Tanpa sertifikat Latsar, proses pengusulan Nomor Induk Pegawai (NIP) otomatis terhenti. Artinya, peluang menjadi PNS gugur sebelum dimulai.

Persoalan ini bukan sekadar soal administrasi. Di provinsi yang baru berdiri, setiap CPNS adalah representasi awal wajah birokrasi. Dari total 1.800 formasi 2024, sebanyak 874 orang telah menuntaskan Latsar dan kini memasuki tahap akhir pengangkatan.

Mereka menerima SK CPNS pada Oktober 2024, lalu menjalani Latsar selama dua bulan sejak Desember hingga Februari.

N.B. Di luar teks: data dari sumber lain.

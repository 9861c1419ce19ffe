//! `vt update`: rename, move, or re-describe a category.
//!
//! Flags that are not given keep the category's current value. The
//! controller always sends the full draft, so the store sees a complete
//! overwrite of name, parent and description.

use anyhow::Result;
use clap::Args;
use std::io::{self, Write};
use std::path::Path;
use vitrine_core::{Category, CategoryDraft, ErrorCode};

use super::create::render_category_text;
use super::{Project, coded};
use crate::output::{OutputMode, render_mode};

#[derive(Args, Debug)]
pub struct UpdateArgs {
    /// Category id.
    pub id: String,

    /// New name.
    #[arg(long, short = 'n')]
    pub name: Option<String>,

    /// Move under this parent id.
    #[arg(long, short = 'p', value_name = "ID", conflicts_with = "root")]
    pub parent: Option<String>,

    /// Move to the top level.
    #[arg(long)]
    pub root: bool,

    /// New description. An empty string clears it.
    #[arg(long, short = 'd')]
    pub description: Option<String>,
}

impl UpdateArgs {
    /// The draft that results from applying these flags to `current`.
    fn draft_for(&self, current: &Category) -> CategoryDraft {
        let mut draft = CategoryDraft::from_category(current);
        if let Some(name) = &self.name {
            draft.name.clone_from(name);
        }
        if self.root {
            draft.parent_id = None;
        } else if let Some(parent) = &self.parent {
            draft.parent_id = Some(parent.clone());
        }
        if let Some(description) = &self.description {
            draft.description = Some(description.clone());
        }
        draft
    }
}

fn render_updated_pretty(category: &Category, w: &mut dyn Write) -> io::Result<()> {
    write!(w, "✓ Updated {} [{}]", category.name, category.id)?;
    match category.parent() {
        Some(parent) => writeln!(w, " (parent {parent})"),
        None => writeln!(w, " (top level)"),
    }
}

/// Execute `vt update`.
///
/// # Errors
///
/// Fails with `E4001` if the id is unknown, `E2001`-`E2003` if the draft is
/// invalid (nothing is written), or a store error code.
pub async fn run_update(args: &UpdateArgs, output: OutputMode, project_root: &Path) -> Result<()> {
    let project = Project::open(project_root)?;
    let controller = project.controller()?;
    controller.refresh().await?;

    let records = controller.records();
    let current = records.iter().find(|c| c.id == args.id).ok_or_else(|| {
        coded(
            ErrorCode::CategoryNotFound,
            format!("category '{}' not found", args.id),
        )
    })?;

    let updated = controller.update(&args.id, args.draft_for(current)).await?;

    render_mode(output, &updated, render_category_text, render_updated_pretty)
}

Sertifikat yang dibagikan pada Maret menjadi syarat mutlak menuju status PNS penuh.

Denci menekankan bahwa status sebagai angkatan pertama bukan hanya kebanggaan simbolik.

“Ini provinsi baru. Mereka adalah CPNS angkatan pertama Papua Tengah. Disiplin dan komitmen harus ditunjukkan sejak sekarang. Di setiap OPD ada struktur, ada atasan dan bawahan, semua harus berjalan sesuai aturan,” tuturnya.

Seluruh proses kini terintegrasi melalui aplikasi e-Mood. Bidang Pengembangan menerbitkan sertifikat, sementara Bidang Mutasi menangani proses NIP. Targetnya, seluruh 1.800 CPNS formasi 2024 rampung menjadi PNS tahun ini.

Namun kasus dua anggota DPRK itu menjadi pengingat: membangun sistem bukan hanya soal digitalisasi dan administrasi, tetapi juga tentang garis batas etika.

Di provinsi yang sedang menata fondasi pemerintahan, pilihan personal dua orang ini menjadi cermin lebih besar, apakah birokrasi baru akan tumbuh di atas ketegasan aturan, atau memberi ruang kompromi sejak langkah pertama.

BKPSDM telah memilih sikapnya: aturan ditegakkan, tanpa pengecualian. (FN).